- **Brief**: Exactly as shown below, retype every line of the data.

- **Stored data entries**:
# # # #

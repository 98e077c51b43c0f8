//! Base Panel Component
//!
//! A centered overlay box with a title, shared by the patch notes, the
//! achievements list and anything else that needs a framed window.

use crate::text::draw_text_centered;
use sdl2::pixels::Color;
use sdl2::rect::Rect;
use sdl2::render::{BlendMode, Canvas};
use sdl2::video::Window;

/// Configuration for panel appearance
#[derive(Debug, Clone)]
pub struct PanelStyle {
    /// Panel box width in pixels
    pub width: u32,

    /// Panel box height in pixels
    pub height: u32,

    pub background_color: Color,

    pub border_color: Color,

    /// Border thickness (draws double border if > 1)
    pub border_thickness: u32,

    /// Overlay darkness (0-255, higher = darker)
    pub overlay_alpha: u8,

    pub title_color: Color,

    pub title_scale: u32,
}

impl Default for PanelStyle {
    fn default() -> Self {
        PanelStyle {
            width: 640,
            height: 560,
            background_color: Color::RGB(30, 30, 40),
            border_color: Color::RGB(100, 100, 120),
            border_thickness: 2,
            overlay_alpha: 160,
            title_color: Color::RGB(255, 220, 90),
            title_scale: 4,
        }
    }
}

/// A titled overlay window
pub struct Panel {
    title: String,
    style: PanelStyle,
}

impl Panel {
    pub fn new(title: &str, style: PanelStyle) -> Self {
        Panel {
            title: title.to_string(),
            style,
        }
    }

    /// Box position for the current logical size
    pub fn bounds(&self, canvas: &Canvas<Window>) -> Rect {
        let (screen_width, screen_height) = canvas.logical_size();
        Rect::new(
            (screen_width.saturating_sub(self.style.width) / 2) as i32,
            (screen_height.saturating_sub(self.style.height) / 2) as i32,
            self.style.width,
            self.style.height,
        )
    }

    /// Draws overlay, box, border and title. Returns the box so callers can
    /// lay out their content inside it.
    pub fn render(&self, canvas: &mut Canvas<Window>) -> Result<Rect, String> {
        canvas.set_blend_mode(BlendMode::Blend);
        canvas.set_draw_color(Color::RGBA(0, 0, 0, self.style.overlay_alpha));
        canvas.fill_rect(None)?;
        canvas.set_blend_mode(BlendMode::None);

        let bounds = self.bounds(canvas);
        canvas.set_draw_color(self.style.background_color);
        canvas.fill_rect(bounds)?;

        canvas.set_draw_color(self.style.border_color);
        canvas.draw_rect(bounds)?;
        if self.style.border_thickness > 1 {
            canvas.draw_rect(Rect::new(
                bounds.x() + 2,
                bounds.y() + 2,
                bounds.width().saturating_sub(4),
                bounds.height().saturating_sub(4),
            ))?;
        }

        draw_text_centered(
            canvas,
            &self.title,
            bounds.center().x(),
            bounds.y() + 30,
            self.style.title_color,
            self.style.title_scale,
        )?;

        Ok(bounds)
    }
}

/// Full-screen translucent black, used behind the start and game-over text
pub fn draw_overlay(canvas: &mut Canvas<Window>, alpha: u8) -> Result<(), String> {
    canvas.set_blend_mode(BlendMode::Blend);
    canvas.set_draw_color(Color::RGBA(0, 0, 0, alpha));
    canvas.fill_rect(None)?;
    canvas.set_blend_mode(BlendMode::None);
    Ok(())
}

# # # #

- **Expected output**:
repository 98e077c51b43c0f8
//! Base Panel Component
//!
//! A centered overlay box with a title, shared by the patch notes, the
//! achievements list and anything else that needs a framed window.

use crate::text::draw_text_centered;
use sdl2::pixels::Color;
use sdl2::rect::Rect;
use sdl2::render::{BlendMode, Canvas};
use sdl2::video::Window;

/// Configuration for panel appearance
#[derive(Debug, Clone)]
pub struct PanelStyle {
    /// Panel box width in pixels
    pub width: u32,

    /// Panel box height in pixels
    pub height: u32,

    pub background_color: Color,

    pub border_color: Color,

    /// Border thickness (draws double border if > 1)
    pub border_thickness: u32,

    /// Overlay darkness (0-255, higher = darker)
    pub overlay_alpha: u8,

    pub title_color: Color,

    pub title_scale: u32,
}

impl Default for PanelStyle {
    fn default() -> Self {
        PanelStyle {
            width: 640,
            height: 560,
            background_color: Color::RGB(30, 30, 40),
            border_color: Color::RGB(100, 100, 120),
            border_thickness: 2,
            overlay_alpha: 160,
            title_color: Color::RGB(255, 220, 90),
            title_scale: 4,
        }
    }
}

/// A titled overlay window
pub struct Panel {
    title: String,
    style: PanelStyle,
}

impl Panel {
    pub fn new(title: &str, style: PanelStyle) -> Self {
        Panel {
            title: title.to_string(),
            style,
        }
    }

    /// Box position for the current logical size
    pub fn bounds(&self, canvas: &Canvas<Window>) -> Rect {
        let (screen_width, screen_height) = canvas.logical_size();
        Rect::new(
            (screen_width.saturating_sub(self.style.width) / 2) as i32,
            (screen_height.saturating_sub(self.style.height) / 2) as i32,
            self.style.width,
            self.style.height,
        )
    }

    /// Draws overlay, box, border and title. Returns the box so callers can
    /// lay out their content inside it.
    pub fn render(&self, canvas: &mut Canvas<Window>) -> Result<Rect, String> {
        canvas.set_blend_mode(BlendMode::Blend);
        canvas.set_draw_color(Color::RGBA(0, 0, 0, self.style.overlay_alpha));
        canvas.fill_rect(None)?;
        canvas.set_blend_mode(BlendMode::None);

        let bounds = self.bounds(canvas);
        canvas.set_draw_color(self.style.background_color);
        canvas.fill_rect(bounds)?;

        canvas.set_draw_color(self.style.border_color);
        canvas.draw_rect(bounds)?;
        if self.style.border_thickness > 1 {
            canvas.draw_rect(Rect::new(
                bounds.x() + 2,
                bounds.y() + 2,
                bounds.width().saturating_sub(4),
                bounds.height().saturating_sub(4),
            ))?;
        }

        draw_text_centered(
            canvas,
            &self.title,
            bounds.center().x(),
            bounds.y() + 30,
            self.style.title_color,
            self.style.title_scale,
        )?;

        Ok(bounds)
    }
}

/// Full-screen translucent black, used behind the start and game-over text
pub fn draw_overlay(canvas: &mut Canvas<Window>, alpha: u8) -> Result<(), String> {
    canvas.set_blend_mode(BlendMode::Blend);
    canvas.set_draw_color(Color::RGBA(0, 0, 0, alpha));
    canvas.fill_rect(None)?;
    canvas.set_blend_mode(BlendMode::None);
    Ok(())
}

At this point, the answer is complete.